Binding of clozapine metabolites and analogues to the histamine H3 receptor in rat brain cortex.

Following up the finding that the non-imidazole drug clozapine shows a considerable histamine H3 receptor antagonistic activity, a series of analogues and metabolites (clozapine-N-oxide, and N-desmethylclozapine) were tested for their affinity towards the H3 receptor using the radiolabelled H3 antagonist [125I]-iodophenpropit. Qualitative structure affinity relationships are derived for the tested compounds. In the clozapine molecule four structurally different moieties may be considered. In comparison with the affinity for the H3 receptor shown by clozapine, the following main conclusions can be drawn: The 4-piperazinyl region does not allow substituents longer than a CH3 or electronegative atoms such as an O (as in clozapine-N-oxide); the lack of the CH3 group (as in N-desmethylclozapine) also reduces the affinity for H3 receptors.
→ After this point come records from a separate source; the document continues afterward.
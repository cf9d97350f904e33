//! Steganography Module
//!
//! Hides byte messages in the least significant bits of PCM samples:
//! - `bit_channel`: one bit in one sample byte
//! - `lsb`: whole messages, MSB first, zero-terminated

pub mod bit_channel;
pub mod lsb;

pub use lsb::{capacity, decode, encode, required_samples, SAMPLES_PER_BYTE};
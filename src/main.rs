//! Wavseal CLI
//!
//! Command-line interface for signing and verifying WAV audio.

use std::process::ExitCode;

use clap::Parser;
use env_logger::Env;
use log::{debug, error};

use wavseal::cli::{commands, Cli, Commands};
use wavseal::{Result, WavsealConfig};

fn main() -> ExitCode {
    let cli = Cli::parse();

    // Initialize logger
    let default_filter = if cli.verbose { "debug" } else { "info" };
    env_logger::Builder::from_env(Env::default().default_filter_or(default_filter)).init();

    debug!("Wavseal v{}", env!("CARGO_PKG_VERSION"));

    match run(cli) {
        Ok(code) => code,
        Err(e) => {
            error!("{} ({})", e, e.error_code());
            eprintln!("Error: {}", e);
            if let Some(suggestion) = e.recovery_suggestions().first() {
                eprintln!("Hint: {}", suggestion);
            }
            ExitCode::from(2)
        }
    }
}

fn run(cli: Cli) -> Result<ExitCode> {
    let mut config = WavsealConfig::load(cli.config.as_deref())?;
    if let Some(order) = cli.byte_order {
        config.byte_order = order;
    }

    match cli.command {
        Commands::GenerateKeys {
            signing_key,
            verifying_key,
        } => {
            if let Some(path) = signing_key {
                config.keys.signing_key_path = path;
            }
            if let Some(path) = verifying_key {
                config.keys.verifying_key_path = path;
            }
            commands::generate_keys(&config)?;
        }
        Commands::ExportPublic { verifying_key } => {
            if let Some(path) = verifying_key {
                config.keys.verifying_key_path = path;
            }
            commands::export_public(&config)?;
        }
        Commands::Sign {
            input,
            output,
            signing_key,
        } => {
            if let Some(path) = signing_key {
                config.keys.signing_key_path = path;
            }
            commands::sign(&config, &input, output.as_deref())?;
        }
        Commands::Verify {
            input,
            key,
            verifying_key,
        } => {
            if let Some(path) = verifying_key {
                config.keys.verifying_key_path = path;
            }
            if !commands::verify(&config, &input, key.as_deref())? {
                return Ok(ExitCode::FAILURE);
            }
        }
        Commands::Embed {
            input,
            message,
            output,
        } => commands::embed(&config, &input, &message, output.as_deref())?,
        Commands::Extract { input } => commands::extract(&config, &input)?,
    }

    Ok(ExitCode::SUCCESS)
}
Substitutions at the 5-diazepine position do not drastically alter the affinity for the H3 receptor, although a basic nitrogen is favoured over CH2, O, or S. The 8 position in ring I is an important modulatory site for H3 affinity; electronegative substituents such as chloro and fluoro in this aromatic ring increase the affinity. When these substituents are, however, present at position X2 in the ring, they disable binding to the H3 receptor. The two major clozapine metabolites (clozapine-N-oxide, and N-desmethylclozapine) will not be responsible for a possible contribution of the H3 receptor antagonism to the clinical profile of clozapine.